Archive for October, 2012

Coffeehouses: How to design a great coffee shop layout

Are you opening a new coffeehouse?  You know your beans, you’ve got a supply of flavored syrups, you’ve rented out a great coffee shop location, and now…you need to lay out your overall look and design.  Here are some pointers for your coffeehouse design.

Coffeehouse espresso1. Plan an efficient service area. When your guests walk through that door, you want them to instinctively know where they order their lattes.  Make your menu easy-to-spot and read, and always staff a friendly associate who can greet them, take their order, and process their payment quickly.  Also make it really obvious where your customer will wait for their order and where they’ll be picking it up at (usually the other end of the counter).  Great signage will aid in the customer’s overall ordering experience.  Think out the placement of your behind-the-counter equipment and supplies, so your coffee baristas are as efficient as possible.  Is there an area with napkins nearby?  What about hot cup sleeves?  While there are a lot of reasons why someone may walk into your coffee shop, everyone who does expects great and efficient service.

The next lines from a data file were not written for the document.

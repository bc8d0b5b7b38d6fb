//! R5 wire format (`'FOB1'`), decode only
//!
//! Header prefix sama dengan native (tanpa field_count/data_size),
//! lalu stream field sampai flags byte tanpa VALID:
//! ┌───────┬──────┬────────────────┬────────────────┬─────────┬──────┬──────┐
//! │ flags │ type │ count          │ data size      │ namelen │ name │ data │
//! │ u8    │ u32  │ -/u8/u32       │ u8/u32         │ u8      │      │      │
//! └───────┴──────┴────────────────┴────────────────┴─────────┴──────┴──────┘
//! count tidak ada kalau SINGLE; u8 kalau MINI. Variable item:
//! `size u32 + payload + pad ke 8`.

use super::io::ByteReader;
use super::native::{read_header_prefix, verify_checksum};
use crate::config::StoreConfig;
use crate::core::framed_size;
use crate::error::{MessageError, Result};
use crate::message::{swap_items, MessageStore, TypeCode};

pub const MAGIC_R5: u32 = u32::from_be_bytes(*b"FOB1");
pub const MAGIC_R5_SWAPPED: u32 = MAGIC_R5.swap_bytes();

pub const R5_FIELD_FLAG_VALID: u8 = 0x01;
pub const R5_FIELD_FLAG_MINI_DATA: u8 = 0x02;
pub const R5_FIELD_FLAG_FIXED_SIZE: u8 = 0x04;
pub const R5_FIELD_FLAG_SINGLE_ITEM: u8 = 0x08;

/// Decode R5 bytes ke store baru lewat operasi `add_data` biasa
pub(crate) fn unflatten(bytes: &[u8], swapped: bool, config: &StoreConfig) -> Result<MessageStore> {
    let mut reader = ByteReader::new(bytes, swapped);
    reader.skip(4)?;

    let (checksum, prefix) = read_header_prefix(&mut reader)?;
    verify_checksum(bytes, reader.position(), checksum)?;

    if prefix.flattened_size > bytes.len() {
        return Err(MessageError::bad_data(format!(
            "declared size {} exceeds available {} bytes",
            prefix.flattened_size,
            bytes.len()
        )));
    }
    if prefix.flattened_size < reader.position() {
        return Err(MessageError::bad_data("declared size smaller than header"));
    }

    let mut store = MessageStore::with_config(prefix.what, *config)?;
    store.set_header(prefix.header);

    // Field stream hanya boleh membaca sampai declared size
    let mut body = ByteReader::new(&bytes[..prefix.flattened_size], swapped);
    body.seek(reader.position())?;

    let mut index = 0usize;
    loop {
        let flags = body.u8()?;
        if flags & R5_FIELD_FLAG_VALID == 0 {
            break;
        }
        read_field(&mut body, flags, &mut store).map_err(|err| match err {
            MessageError::BadData(reason) => {
                MessageError::BadData(format!("r5 field {}: {}", index, reason))
            }
            other => other,
        })?;
        index += 1;
    }

    Ok(store)
}

fn read_field(reader: &mut ByteReader<'_>, flags: u8, store: &mut MessageStore) -> Result<()> {
    let mini = flags & R5_FIELD_FLAG_MINI_DATA != 0;
    let fixed = flags & R5_FIELD_FLAG_FIXED_SIZE != 0;

    let type_code = TypeCode(reader.u32()?);
    let count = if flags & R5_FIELD_FLAG_SINGLE_ITEM != 0 {
        1
    } else if mini {
        reader.u8()? as usize
    } else {
        reader.u32()? as usize
    };
    let data_size = if mini {
        reader.u8()? as usize
    } else {
        reader.u32()? as usize
    };

    let name_length = reader.u8()? as usize;
    let name = std::str::from_utf8(reader.take(name_length)?)
        .map_err(|_| MessageError::bad_data("name is not valid UTF-8"))?;
    let data = reader.take(data_size)?;

    if count == 0 {
        return Err(MessageError::bad_data("field without items"));
    }

    let swap_width = if reader.is_swapped() {
        type_code.swap_width()
    } else {
        None
    };
    let mut scratch = Vec::new();
    let mut add = |item: &[u8]| -> Result<()> {
        let result = match swap_width.filter(|width| item.len() % width == 0) {
            Some(width) => {
                scratch.clear();
                scratch.extend_from_slice(item);
                swap_items(&mut scratch, width);
                store.add_data(name, type_code, &scratch, fixed)
            }
            None => store.add_data(name, type_code, item, fixed),
        };
        result.map_err(super::wire_error)
    };

    if fixed {
        if data_size == 0 || data_size % count != 0 {
            return Err(MessageError::bad_data(format!(
                "fixed data size {} not divisible by count {}",
                data_size, count
            )));
        }
        let item_size = data_size / count;
        for item in data.chunks_exact(item_size) {
            add(item)?;
        }
    } else {
        let mut items = ByteReader::new(data, reader.is_swapped());
        for _ in 0..count {
            let start = items.position();
            let len = items.u32()? as usize;
            let payload = items.take(len)?;
            add(payload)?;
            items.seek(start)?;
            // record terakhir boleh tanpa padding penuh
            let record = framed_size(len).min(items.remaining());
            items.skip(record)?;
        }
    }
    Ok(())
}
#[cfg(test)]
mod tests {
    use super::*;

    fn sample() -> MessageStore {
        let mut msg = MessageStore::new(u32::from_be_bytes(*b"TEST"));
        msg.add_value("count", 3i32).unwrap();
        msg.add_value("count", 4i32).unwrap();
        msg.add_string("label", "hello").unwrap();
        msg
    }

    fn flatten(msg: &MessageStore) -> Vec<u8> {
        let mut out = vec![0u8; flattened_size(msg)];
        flatten_to_slice(msg, &mut out).unwrap();
        out
    }

    #[test]
    fn test_magic_bytes_on_disk() {
        let bytes = flatten(&MessageStore::new(0));
        assert_eq!(&bytes[..4], b"MSG4");
        assert_eq!(bytes.len(), MIN_HEADER_SIZE + 8);
    }

    #[test]
    fn test_roundtrip_preserves_fields() {
        let msg = sample();
        let bytes = flatten(&msg);
        let back = unflatten(&bytes, false, &StoreConfig::default()).unwrap();
        assert_eq!(back, msg);
        assert_eq!(back.find_string("label", 0).unwrap(), "hello");
    }

    #[test]
    fn test_header_sections_change_size() {
        let mut msg = sample();
        let base = flattened_size(&msg);

        msg.set_target(Some(9), false);
        assert_eq!(flattened_size(&msg), base + TARGET_SECTION_SIZE);

        msg.set_reply_to(Some(ReplyAddress::new(1, 2, 3)));
        msg.set_reply_required(true);
        assert_eq!(flattened_size(&msg), base + TARGET_SECTION_SIZE + REPLY_SECTION_SIZE);

        let bytes = flatten(&msg);
        let back = unflatten(&bytes, false, &StoreConfig::default()).unwrap();
        assert_eq!(back.target(), Some(9));
        assert_eq!(back.reply_to(), Some(ReplyAddress::new(1, 2, 3)));
        assert!(back.was_delivered());
        assert!(back.is_source_waiting());
    }

    #[test]
    fn test_checksum_mismatch() {
        let mut bytes = flatten(&sample());
        bytes[12] ^= 0xFF; // what
        let result = unflatten(&bytes, false, &StoreConfig::default());
        assert!(matches!(result, Err(MessageError::BadData(_))));
    }

    #[test]
    fn test_declared_size_too_large() {
        let bytes = flatten(&sample());
        let result = unflatten(&bytes[..bytes.len() - 1], false, &StoreConfig::default());
        assert!(matches!(result, Err(MessageError::BadData(_))));
    }

    #[test]
    fn test_broken_offset_rejected() {
        let msg = sample();
        let mut bytes = flatten(&msg);
        // offset descriptor kedua (field "label")
        let at = header_size(&msg) + FIELD_DESCRIPTOR_SIZE + 16;
        bytes[at] = bytes[at].wrapping_add(8);
        let result = unflatten(&bytes, false, &StoreConfig::default());
        assert!(matches!(result, Err(MessageError::BadData(_))));
    }

    #[test]
    fn test_small_output_buffer() {
        let msg = sample();
        let mut out = vec![0u8; flattened_size(&msg) - 1];
        assert!(matches!(
            flatten_to_slice(&msg, &mut out),
            Err(MessageError::BadValue(_))
        ));
    }
}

2.  Know your brand, and set the mood accordingly. Do you want to be the cheerful coffee shop business folk stop on their way to work to wake up every morning?  Do you want to offer a chill place for writers and creatives to come and spend hours doing work?  Do you want to be the social hangout for young coffee connoisseurs, or a great place for college students to come to study?  Maybe you are mom-friendly and targeting families with young kids along.  Choose what niche in the market you’re going to serve and know what mood you want to set for your coffee guzzling guests.  This is the most important part of choosing a design layout. It will also help you with your overall coffeehouse marketing once you launch.

3. Colors and lighting need to match the mood. If you’re aiming to be the spot people go to wake up, then you may want to try bright lighting against yellow or orange walls.  If you’re going for the laid back environment, you may want dimmer lights and darker burgundy and green walls for a more cozy feel.  Let your brand dictate the mood of your accessories and artwork, too.

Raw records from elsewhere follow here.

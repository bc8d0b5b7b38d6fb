//! Fixture builders untuk format legacy (R5, Dano, KMessage)
//!
//! Library hanya menulis native, jadi bytes legacy dirakit di sini,
//! dalam little-endian atau big-endian.

#![allow(dead_code)]

use flatmsg::protocol::header_checksum;
use flatmsg::TypeCode;

/// Item sebuah field fixture
pub struct Field<'a> {
    pub name: &'a str,
    pub type_code: TypeCode,
    pub items: Vec<&'a [u8]>,
    pub fixed: bool,
}

impl<'a> Field<'a> {
    pub fn fixed(name: &'a str, type_code: TypeCode, items: &[&'a [u8]]) -> Self {
        Self {
            name,
            type_code,
            items: items.to_vec(),
            fixed: true,
        }
    }

    pub fn variable(name: &'a str, type_code: TypeCode, items: &[&'a [u8]]) -> Self {
        Self {
            name,
            type_code,
            items: items.to_vec(),
            fixed: false,
        }
    }
}

/// Writer kecil dengan pilihan byte order
pub struct Out {
    pub bytes: Vec<u8>,
    pub big_endian: bool,
}

impl Out {
    pub fn new(big_endian: bool) -> Self {
        Self {
            bytes: Vec::new(),
            big_endian,
        }
    }

    pub fn u8(&mut self, value: u8) {
        self.bytes.push(value);
    }

    pub fn u16(&mut self, value: u16) {
        let raw = if self.big_endian {
            value.to_be_bytes()
        } else {
            value.to_le_bytes()
        };
        self.bytes.extend_from_slice(&raw);
    }

    pub fn u32(&mut self, value: u32) {
        let raw = if self.big_endian {
            value.to_be_bytes()
        } else {
            value.to_le_bytes()
        };
        self.bytes.extend_from_slice(&raw);
    }

    pub fn i32(&mut self, value: i32) {
        self.u32(value as u32);
    }

    pub fn raw(&mut self, bytes: &[u8]) {
        self.bytes.extend_from_slice(bytes);
    }

    pub fn pad_to(&mut self, alignment: usize) {
        while self.bytes.len() % alignment != 0 {
            self.bytes.push(0);
        }
    }

    pub fn patch_u32(&mut self, at: usize, value: u32) {
        let raw = if self.big_endian {
            value.to_be_bytes()
        } else {
            value.to_le_bytes()
        };
        self.bytes[at..at + 4].copy_from_slice(&raw);
    }

    pub fn len(&self) -> usize {
        self.bytes.len()
    }
}

/// Item fixed-width dalam byte order target (input selalu little-endian)
pub fn order_item(item: &[u8], type_code: TypeCode, big_endian: bool) -> Vec<u8> {
    let mut owned = item.to_vec();
    if big_endian {
        if let Some(width) = type_code.swap_width() {
            if width > 1 && owned.len() % width == 0 {
                for chunk in owned.chunks_exact_mut(width) {
                    chunk.reverse();
                }
            }
        }
    }
    owned
}

// ── R5 ──────────────────────────────────────────────────────────────

pub const R5_MAGIC: u32 = u32::from_be_bytes(*b"FOB1");

/// R5 message; header memakai flags 0 (tanpa target/reply)
pub fn r5_message(what: u32, fields: &[Field<'_>], big_endian: bool) -> Vec<u8> {
    r5_message_with_target(what, None, fields, big_endian)
}

pub fn r5_message_with_target(
    what: u32,
    target: Option<i32>,
    fields: &[Field<'_>],
    big_endian: bool,
) -> Vec<u8> {
    let mut out = Out::new(big_endian);
    out.u32(R5_MAGIC);
    out.u32(0); // checksum
    out.u32(0); // size
    out.u32(what);
    out.u8(if target.is_some() { 0x02 } else { 0 });
    if let Some(token) = target {
        out.i32(token);
    }
    let header_len = out.len();

    for field in fields {
        let mut data = Out::new(big_endian);
        for item in &field.items {
            let ordered = order_item(item, field.type_code, big_endian);
            if field.fixed {
                data.raw(&ordered);
            } else {
                data.u32(ordered.len() as u32);
                data.raw(&ordered);
                data.pad_to(8);
            }
        }

        let count = field.items.len();
        let single = count == 1;
        let mini = count < 256 && data.len() < 256;

        let mut flags = 0x01;
        if mini {
            flags |= 0x02;
        }
        if field.fixed {
            flags |= 0x04;
        }
        if single {
            flags |= 0x08;
        }

        out.u8(flags);
        out.u32(field.type_code.0);
        if !single {
            if mini {
                out.u8(count as u8);
            } else {
                out.u32(count as u32);
            }
        }
        if mini {
            out.u8(data.len() as u8);
        } else {
            out.u32(data.len() as u32);
        }
        out.u8(field.name.len() as u8);
        out.raw(field.name.as_bytes());
        out.raw(&data.bytes);
    }
    out.u8(0); // terminator

    let total = out.len() as u32;
    out.patch_u32(8, total);
    let checksum = header_checksum(&out.bytes[8..header_len]);
    out.patch_u32(4, checksum);
    out.bytes
}

// ── Dano ────────────────────────────────────────────────────────────

pub const DANO_MAGIC: u32 = u32::from_be_bytes(*b"FOB2");

pub fn tag(code: &[u8; 4]) -> u32 {
    u32::from_be_bytes(*code)
}

/// Satu section Dano, payload di-pad ke 8
pub fn dano_section(out: &mut Out, code: u32, payload: &[u8]) {
    let padded = (payload.len() + 7) & !7;
    out.u32(code);
    out.i32((8 + padded) as i32);
    out.raw(payload);
    for _ in payload.len()..padded {
        out.u8(0);
    }
}

/// Dano message: field single -> SGDa, fixed -> FADa, variable -> VADa.
/// `extra` disisipkan sebelum data sections (mis. section yang harus dilewati).
pub fn dano_message(
    what: u32,
    fields: &[Field<'_>],
    extra: &[(u32, Vec<u8>)],
    big_endian: bool,
) -> Vec<u8> {
    let mut out = Out::new(big_endian);
    out.u32(DANO_MAGIC);
    out.i32(0);
    out.u32(what);
    out.u32(0);

    for (code, payload) in extra {
        dano_section(&mut out, *code, payload);
    }

    for field in fields {
        let mut payload = Out::new(big_endian);
        payload.u32(field.type_code.0);
        let items: Vec<Vec<u8>> = field
            .items
            .iter()
            .map(|item| order_item(item, field.type_code, big_endian))
            .collect();

        let code = if items.len() == 1 {
            payload.i32(items[0].len() as i32);
            payload.u8(field.name.len() as u8);
            payload.raw(field.name.as_bytes());
            payload.raw(&items[0]);
            tag(b"SGDa")
        } else if field.fixed {
            payload.i32(items[0].len() as i32);
            payload.i32(items.len() as i32);
            payload.u8(field.name.len() as u8);
            payload.raw(field.name.as_bytes());
            for item in &items {
                payload.raw(item);
            }
            tag(b"FADa")
        } else {
            payload.i32(items.len() as i32);
            payload.u8(field.name.len() as u8);
            payload.raw(field.name.as_bytes());
            let mut end = 0;
            for item in &items {
                end += item.len();
                payload.i32(end as i32);
            }
            for item in &items {
                payload.raw(item);
            }
            tag(b"VADa")
        };
        dano_section(&mut out, code, &payload.bytes);
    }

    dano_section(&mut out, tag(b"DDEn"), &[]);
    let total = out.len() as u32;
    out.patch_u32(4, total);
    out.bytes
}

// ── KMessage ────────────────────────────────────────────────────────

pub const KMESSAGE_MAGIC: u32 = u32::from_be_bytes(*b"kMsG");

/// KMessage little-endian; field `fixed` memakai element size item pertama
pub fn kmessage(what: u32, fields: &[Field<'_>]) -> Vec<u8> {
    let mut out = Out::new(false);
    out.u32(KMESSAGE_MAGIC);
    out.i32(0);
    out.u32(what);
    out.i32(-1); // sender
    out.i32(-1); // target token
    out.i32(-1); // reply port
    out.i32(-1); // reply token

    for field in fields {
        let header_size = (18 + field.name.len() + 1 + 3) & !3;
        let mut body = Out::new(false);
        let element_size = if field.fixed {
            for item in &field.items {
                body.raw(item);
            }
            field.items[0].len() as i32
        } else {
            for item in &field.items {
                body.i32(item.len() as i32);
                body.raw(item);
                body.pad_to(4);
            }
            -1
        };

        let start = out.len();
        out.u32(field.type_code.0);
        out.i32(element_size);
        out.i32(field.items.len() as i32);
        out.i32((header_size + body.len()) as i32);
        out.u16(header_size as u16);
        out.raw(field.name.as_bytes());
        out.u8(0);
        while out.len() < start + header_size {
            out.u8(0);
        }
        out.raw(&body.bytes);
    }

    let total = out.len() as u32;
    out.patch_u32(4, total);
    out.bytes
}

// ── Native big-endian ───────────────────────────────────────────────

fn reverse(bytes: &mut [u8], at: usize, width: usize) {
    bytes[at..at + width].reverse();
}

fn le_u32(bytes: &[u8], at: usize) -> usize {
    u32::from_le_bytes([bytes[at], bytes[at + 1], bytes[at + 2], bytes[at + 3]]) as usize
}

fn le_u16(bytes: &[u8], at: usize) -> usize {
    u16::from_le_bytes([bytes[at], bytes[at + 1]]) as usize
}

/// Tulis ulang output `flatten()` sebagai native big-endian
pub fn native_to_big_endian(native: &[u8]) -> Vec<u8> {
    let mut out = native.to_vec();
    for at in [0, 4, 8, 12] {
        reverse(&mut out, at, 4);
    }

    let flags = native[16];
    let mut pos = 17;
    if flags & 0x02 != 0 {
        reverse(&mut out, pos, 4);
        pos += 4;
    }
    if flags & 0x04 != 0 {
        for at in [pos, pos + 4, pos + 8] {
            reverse(&mut out, at, 4);
        }
        pos += 16;
    }

    let field_count = le_u32(native, pos);
    reverse(&mut out, pos, 4);
    reverse(&mut out, pos + 4, 4);
    pos += 8;
    let header_len = pos;

    let data_start = pos + field_count * 20;
    for _ in 0..field_count {
        let field_flags = le_u16(native, pos);
        let name_length = le_u16(native, pos + 2);
        let type_code = TypeCode(le_u32(native, pos + 4) as u32);
        let count = le_u32(native, pos + 8);
        let data_size = le_u32(native, pos + 12);
        let offset = le_u32(native, pos + 16);

        reverse(&mut out, pos, 2);
        reverse(&mut out, pos + 2, 2);
        for at in [pos + 4, pos + 8, pos + 12, pos + 16] {
            reverse(&mut out, at, 4);
        }
        pos += 20;

        let items_start = data_start + offset + name_length;
        let width = type_code.swap_width().filter(|&w| w > 1);
        if field_flags & 0x02 != 0 {
            if let Some(width) = width {
                for chunk in out[items_start..items_start + data_size].chunks_exact_mut(width) {
                    chunk.reverse();
                }
            }
        } else {
            let mut record = items_start;
            for _ in 0..count {
                let len = le_u32(native, record);
                reverse(&mut out, record, 4);
                if let Some(width) = width.filter(|w| len % w == 0) {
                    for chunk in out[record + 4..record + 4 + len].chunks_exact_mut(width) {
                        chunk.reverse();
                    }
                }
                record += (4 + len + 7) & !7;
            }
        }
    }

    let checksum = header_checksum(&out[8..header_len]);
    out[4..8].copy_from_slice(&checksum.to_be_bytes());
    out
}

4. Look at the space’s unique features. Do you have a fireplace?  How about a bay window?  Are you setting up a stage area for local musicians?  Or showing off some large screen TVs?  Where are your electrical outlets for guests to charge laptops?  Looking at the different areas or focal features of your particular room will help define where your guests will want to sit.  You will also need to decide where you will place your wireless router and if you want to offer free Wi-Fi that is unsecured or require a password.

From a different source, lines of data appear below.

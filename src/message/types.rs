//! Type codes dan typed item values
//!
//! Type code adalah tag 4 karakter (multi-char constant), misalnya
//! `'LONG'` untuk int32. Store sendiri tidak menginterpretasi bytes;
//! type code hanya dipakai untuk matching dan byte-swap saat decode.

use std::fmt;

use crate::error::Result;

/// 4-byte type tag
#[repr(transparent)]
#[derive(Clone, Copy, PartialEq, Eq, Hash, PartialOrd, Ord)]
pub struct TypeCode(pub u32);

const fn tag(code: &[u8; 4]) -> TypeCode {
    TypeCode(u32::from_be_bytes(*code))
}

impl TypeCode {
    pub const ANY: Self = tag(b"ANYT");
    pub const BOOL: Self = tag(b"BOOL");
    pub const INT8: Self = tag(b"BYTE");
    pub const INT16: Self = tag(b"SHRT");
    pub const INT32: Self = tag(b"LONG");
    pub const INT64: Self = tag(b"LLNG");
    pub const UINT8: Self = tag(b"UBYT");
    pub const UINT16: Self = tag(b"USHT");
    pub const UINT32: Self = tag(b"ULNG");
    pub const UINT64: Self = tag(b"ULLG");
    pub const FLOAT: Self = tag(b"FLOT");
    pub const DOUBLE: Self = tag(b"DBLE");
    pub const POINT: Self = tag(b"BPNT");
    pub const RECT: Self = tag(b"RECT");
    pub const SIZE_T: Self = tag(b"SIZT");
    pub const SSIZE_T: Self = tag(b"SSZT");
    pub const OFF_T: Self = tag(b"OFFT");
    pub const TIME: Self = tag(b"TIME");
    pub const POINTER: Self = tag(b"PNTR");
    pub const STRING: Self = tag(b"CSTR");
    pub const MESSAGE: Self = tag(b"MSGG");
    pub const MESSENGER: Self = tag(b"MSNG");
    pub const REF: Self = tag(b"RREF");
    pub const RAW: Self = tag(b"RAWT");
    pub const MIME: Self = tag(b"MIME");

    /// Type code dari 4 karakter ASCII
    pub const fn from_tag(code: &[u8; 4]) -> Self {
        tag(code)
    }

    /// 4 karakter tag (big-endian order, seperti multi-char constant)
    pub const fn to_tag(self) -> [u8; 4] {
        self.0.to_be_bytes()
    }

    /// Type yang item-nya selalu satu ukuran
    pub fn is_fixed_size(self) -> bool {
        self.swap_width().is_some()
    }

    /// Unit byte-swap untuk decode data dari mesin dengan endianness lain
    ///
    /// `Some(1)` berarti fixed-size tapi tidak perlu swap.
    pub fn swap_width(self) -> Option<usize> {
        match self {
            Self::BOOL | Self::INT8 | Self::UINT8 => Some(1),
            Self::INT16 | Self::UINT16 => Some(2),
            Self::INT32 | Self::UINT32 | Self::FLOAT | Self::POINT | Self::RECT => Some(4),
            Self::INT64
            | Self::UINT64
            | Self::DOUBLE
            | Self::SIZE_T
            | Self::SSIZE_T
            | Self::OFF_T
            | Self::TIME
            | Self::POINTER => Some(8),
            _ => None,
        }
    }
}

impl From<u32> for TypeCode {
    fn from(value: u32) -> Self {
        Self(value)
    }
}

impl fmt::Display for TypeCode {
    fn fmt(&self, f: &mut fmt::Formatter<'_>) -> fmt::Result {
        let raw = self.to_tag();
        if raw.iter().all(|c| c.is_ascii_graphic() || *c == b' ') {
            for &c in &raw {
                write!(f, "{}", c as char)?;
            }
            Ok(())
        } else {
            write!(f, "0x{:08x}", self.0)
        }
    }
}

impl fmt::Debug for TypeCode {
    fn fmt(&self, f: &mut fmt::Formatter<'_>) -> fmt::Result {
        write!(f, "TypeCode('{}')", self)
    }
}

/// Byte-swap `bytes` in place dengan unit `width`
pub fn swap_items(bytes: &mut [u8], width: usize) {
    if width > 1 {
        for chunk in bytes.chunks_exact_mut(width) {
            chunk.reverse();
        }
    }
}

/// 2D point (`BPNT`)
#[derive(Debug, Clone, Copy, PartialEq, Default)]
pub struct Point {
    pub x: f32,
    pub y: f32,
}

/// Rectangle (`RECT`) - left, top, right, bottom
#[derive(Debug, Clone, Copy, PartialEq, Default)]
pub struct Rect {
    pub left: f32,
    pub top: f32,
    pub right: f32,
    pub bottom: f32,
}

/// Value yang disimpan sebagai satu fixed-size item
pub trait FlatValue: Sized {
    const TYPE_CODE: TypeCode;
    const SIZE: usize;

    /// Tulis little-endian ke `out` (panjang = SIZE)
    fn write_le(&self, out: &mut [u8]);

    /// Baca little-endian dari `bytes` (panjang = SIZE)
    fn read_le(bytes: &[u8]) -> Self;
}

/// Object yang bisa di-flatten ke satu item dengan type code sendiri
///
/// `unflatten` mengisi ulang object yang sudah ada, jadi type code bisa
/// diambil dari instance sebelum item dicari.
pub trait Flattenable {
    fn type_code(&self) -> TypeCode;

    fn is_fixed_size(&self) -> bool;

    fn flattened_size(&self) -> usize;

    /// `buffer.len()` selalu sama dengan `flattened_size()`
    fn flatten_into(&self, buffer: &mut [u8]) -> Result<()>;

    fn unflatten(&mut self, bytes: &[u8]) -> Result<()>;
}

macro_rules! impl_flat_number {
    ($ty:ty, $code:expr) => {
        impl FlatValue for $ty {
            const TYPE_CODE: TypeCode = $code;
            const SIZE: usize = std::mem::size_of::<$ty>();

            #[inline(always)]
            fn write_le(&self, out: &mut [u8]) {
                out.copy_from_slice(&self.to_le_bytes());
            }

            #[inline(always)]
            fn read_le(bytes: &[u8]) -> Self {
                let mut raw = [0u8; std::mem::size_of::<$ty>()];
                raw.copy_from_slice(bytes);
                <$ty>::from_le_bytes(raw)
            }
        }
    };
}

impl_flat_number!(i8, TypeCode::INT8);
impl_flat_number!(i16, TypeCode::INT16);
impl_flat_number!(i32, TypeCode::INT32);
impl_flat_number!(i64, TypeCode::INT64);
impl_flat_number!(u8, TypeCode::UINT8);
impl_flat_number!(u16, TypeCode::UINT16);
impl_flat_number!(u32, TypeCode::UINT32);
impl_flat_number!(u64, TypeCode::UINT64);
impl_flat_number!(f32, TypeCode::FLOAT);
impl_flat_number!(f64, TypeCode::DOUBLE);

impl FlatValue for bool {
    const TYPE_CODE: TypeCode = TypeCode::BOOL;
    const SIZE: usize = 1;

    fn write_le(&self, out: &mut [u8]) {
        out[0] = u8::from(*self);
    }

    fn read_le(bytes: &[u8]) -> Self {
        bytes[0] != 0
    }
}

impl FlatValue for Point {
    const TYPE_CODE: TypeCode = TypeCode::POINT;
    const SIZE: usize = 8;

    fn write_le(&self, out: &mut [u8]) {
        self.x.write_le(&mut out[0..4]);
        self.y.write_le(&mut out[4..8]);
    }

    fn read_le(bytes: &[u8]) -> Self {
        Self {
            x: f32::read_le(&bytes[0..4]),
            y: f32::read_le(&bytes[4..8]),
        }
    }
}

impl FlatValue for Rect {
    const TYPE_CODE: TypeCode = TypeCode::RECT;
    const SIZE: usize = 16;

    fn write_le(&self, out: &mut [u8]) {
        self.left.write_le(&mut out[0..4]);
        self.top.write_le(&mut out[4..8]);
        self.right.write_le(&mut out[8..12]);
        self.bottom.write_le(&mut out[12..16]);
    }

    fn read_le(bytes: &[u8]) -> Self {
        Self {
            left: f32::read_le(&bytes[0..4]),
            top: f32::read_le(&bytes[4..8]),
            right: f32::read_le(&bytes[8..12]),
            bottom: f32::read_le(&bytes[12..16]),
        }
    }
}

#[cfg(test)]
mod tests {
    use super::*;

    #[test]
    fn test_tag_roundtrip() {
        assert_eq!(TypeCode::INT32.0, 0x4C4F_4E47);
        assert_eq!(&TypeCode::STRING.to_tag(), b"CSTR");
        assert_eq!(TypeCode::from_tag(b"LONG"), TypeCode::INT32);
        assert_eq!(TypeCode::MESSAGE.to_string(), "MSGG");
        assert_eq!(TypeCode(1).to_string(), "0x00000001");
    }

    #[test]
    fn test_fixed_size_types() {
        assert!(TypeCode::INT64.is_fixed_size());
        assert!(TypeCode::BOOL.is_fixed_size());
        assert!(!TypeCode::STRING.is_fixed_size());
        assert!(!TypeCode::MESSAGE.is_fixed_size());
        assert_eq!(TypeCode::RECT.swap_width(), Some(4));
    }

    #[test]
    fn test_swap_items() {
        let mut bytes = [1, 2, 3, 4, 5, 6, 7, 8];
        swap_items(&mut bytes, 4);
        assert_eq!(bytes, [4, 3, 2, 1, 8, 7, 6, 5]);
        swap_items(&mut bytes, 1);
        assert_eq!(bytes, [4, 3, 2, 1, 8, 7, 6, 5]);
    }

    #[test]
    fn test_flat_values() {
        let mut buf = [0u8; 16];
        (-2i32).write_le(&mut buf[..4]);
        assert_eq!(i32::read_le(&buf[..4]), -2);

        let rect = Rect {
            left: 1.0,
            top: 2.0,
            right: 3.5,
            bottom: 4.25,
        };
        rect.write_le(&mut buf);
        assert_eq!(Rect::read_le(&buf), rect);

        true.write_le(&mut buf[..1]);
        assert!(bool::read_le(&buf[..1]));
    }
}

5.  Choose the right furniture layout. Once you know what your mood is and have picked out all the unique features to your space, it’s time to shop for the right coffee shop seating for your new place!  Most coffeehouses choose a mixture of restaurant tables and chairs, along with lounge seating for a more comfortable feel.  We recommend setting up conversational clusters of furniture around your designated unique features, then filling in extra space with the tables and chairs.  For more variation, try mixing some high top bar tables with your standard tables.  While most coffee drinkers will need just a small 18″ or 24″ table top for their mug and muffin, don’t forget to use at least one or two large tables to accommodate business meetings or study groups in your place – maybe these are set toward the back or in an out-of-the-way section of the room.  By thinking about your seating in groups or clusters, you can provide separate areas to create a quiet coffeehouse vibe for people working on their computers but also offer a social space for groups of friends trying to catch up after a long day of work.  Once you have a layout in mind, consider the seating count and make sure it’s a number you like.  If you want fewer or more seats, then revise your plan until it’s just right.

6. Decide if you will offer outdoor seating. Sidewalk cafes are quite popular, so if you have the room and can get a permit, try adding some small outdoor tables to your overall design, or forgo the cafe tables and simply offer some relaxing Adirondack chairs.  These chairs have a wide enough arm to make sipping coffee and reading the morning news easy and comfortable.  Outdoor seating can increase the total number of people you can serve at a time and also create another cluster of seats to give your guests the great conversational space they’re looking for from their local coffee shop.

When designing your space, just ask yourself if you would be comfortable grabbing your morning espresso at your new place.  Most likely, if you get a great feeling walking through the doors, your guests will, too!